Easy, isn’t it? Instead of being scared and torturing yourself more and more each day – forgive!

A lot of people carry around curses that that they have personally put on themselves. If someone curses a person who has a strong and positive way of thinking, then the curse won’t stick but instead, returns to the person who originally sent it. As the person who curses another is bound to have negative thoughts, he is also weak and the curse has no problem attaching itself to him. Some people err and curse themselves for doing so; some are reincarnated already equipped with a curse from a previous existence, including self-inflicted curses.

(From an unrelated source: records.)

use actix_web::{HttpRequest, HttpResponse, Result as ActixResult};
use tracing::info;

use super::AuthService;
use crate::middlewares::RequireJWT;
use crate::models::{
    ApiResponse, ErrorCode,
    auth::responses::{RefreshTokenResponse, TokenVerificationResponse, UserInfoResponse},
};
use crate::utils::jwt::JwtUtils;

/// 使用 refresh token cookie 换发新的 access token
pub async fn handle_refresh_token(
    service: &AuthService,
    request: &HttpRequest,
) -> ActixResult<HttpResponse> {
    let config = service.get_config();

    let Some(refresh_token) = JwtUtils::extract_refresh_token_from_cookie(request) else {
        return Ok(HttpResponse::Unauthorized().json(ApiResponse::error_empty(
            ErrorCode::Unauthorized,
            "缺少 refresh token",
        )));
    };

    match JwtUtils::refresh_access_token(&refresh_token) {
        Ok(access_token) => Ok(HttpResponse::Ok().json(ApiResponse::success(
            RefreshTokenResponse {
                access_token,
                expires_in: config.jwt.access_token_expiry * 60,
            },
            "令牌刷新成功",
        ))),
        Err(e) => {
            info!("Refresh token rejected: {}", e);
            Ok(HttpResponse::Unauthorized().json(ApiResponse::error_empty(
                ErrorCode::Unauthorized,
                "refresh token 无效或已过期",
            )))
        }
    }
}

/// 验证 Authorization 头中的 access token 是否有效
pub async fn handle_verify_token(
    _service: &AuthService,
    request: &HttpRequest,
) -> ActixResult<HttpResponse> {
    let token = request
        .headers()
        .get("Authorization")
        .and_then(|h| h.to_str().ok())
        .and_then(|s| s.strip_prefix("Bearer "));

    let is_valid = match token {
        Some(token) => JwtUtils::verify_access_token(token).is_ok(),
        None => false,
    };

    Ok(HttpResponse::Ok().json(ApiResponse::success(
        TokenVerificationResponse { is_valid },
        "验证完成",
    )))
}

/// 获取当前登录用户的信息（密码永不序列化）
pub async fn handle_get_user(
    service: &AuthService,
    request: &HttpRequest,
) -> ActixResult<HttpResponse> {
    let Some(current_user) = RequireJWT::extract_user_claims(request) else {
        return Ok(HttpResponse::Unauthorized().json(ApiResponse::error_empty(
            ErrorCode::Unauthorized,
            "未登录",
        )));
    };

    let storage = service.get_storage(request);

    // 从存储层取最新资料，中间件里的可能来自缓存
    match storage.get_user_by_id(current_user.id).await {
        Ok(Some(user)) => {
            Ok(HttpResponse::Ok().json(ApiResponse::success(UserInfoResponse { user }, "查询成功")))
        }
        Ok(None) => Ok(HttpResponse::NotFound().json(ApiResponse::error_empty(
            ErrorCode::UserNotFound,
            "用户不存在",
        ))),
        Err(e) => Ok(
            HttpResponse::InternalServerError().json(ApiResponse::error_empty(
                ErrorCode::InternalServerError,
                format!("查询用户失败: {e}"),
            )),
        ),
    }
}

Asking for forgiveness sets you free!

If your life is a constant struggle against the wind, then stop this nonsense, seek a shelter and spend time talking to yourself and contemplating your life. Then you’ll be surprised to notice that the wind has changed direction.

Life is a vibration of energy – a wavelike motion, sinusoidal in its pattern – where positive alternated with negative. It is natural, necessary and right. If there were no bad, there would be no good either.

When you are having a good period, be happy about it. When things are not going so well, be happy that its not worse and know that everything will turn out well eventually. Usually is not possible to tell right away what negativity was good for, but if you think about it hard enough you’ll discover the blessing in disguise.

The person who finds this sort of attitude hard to accept will to suffer in life. The effect is worthy of the cause.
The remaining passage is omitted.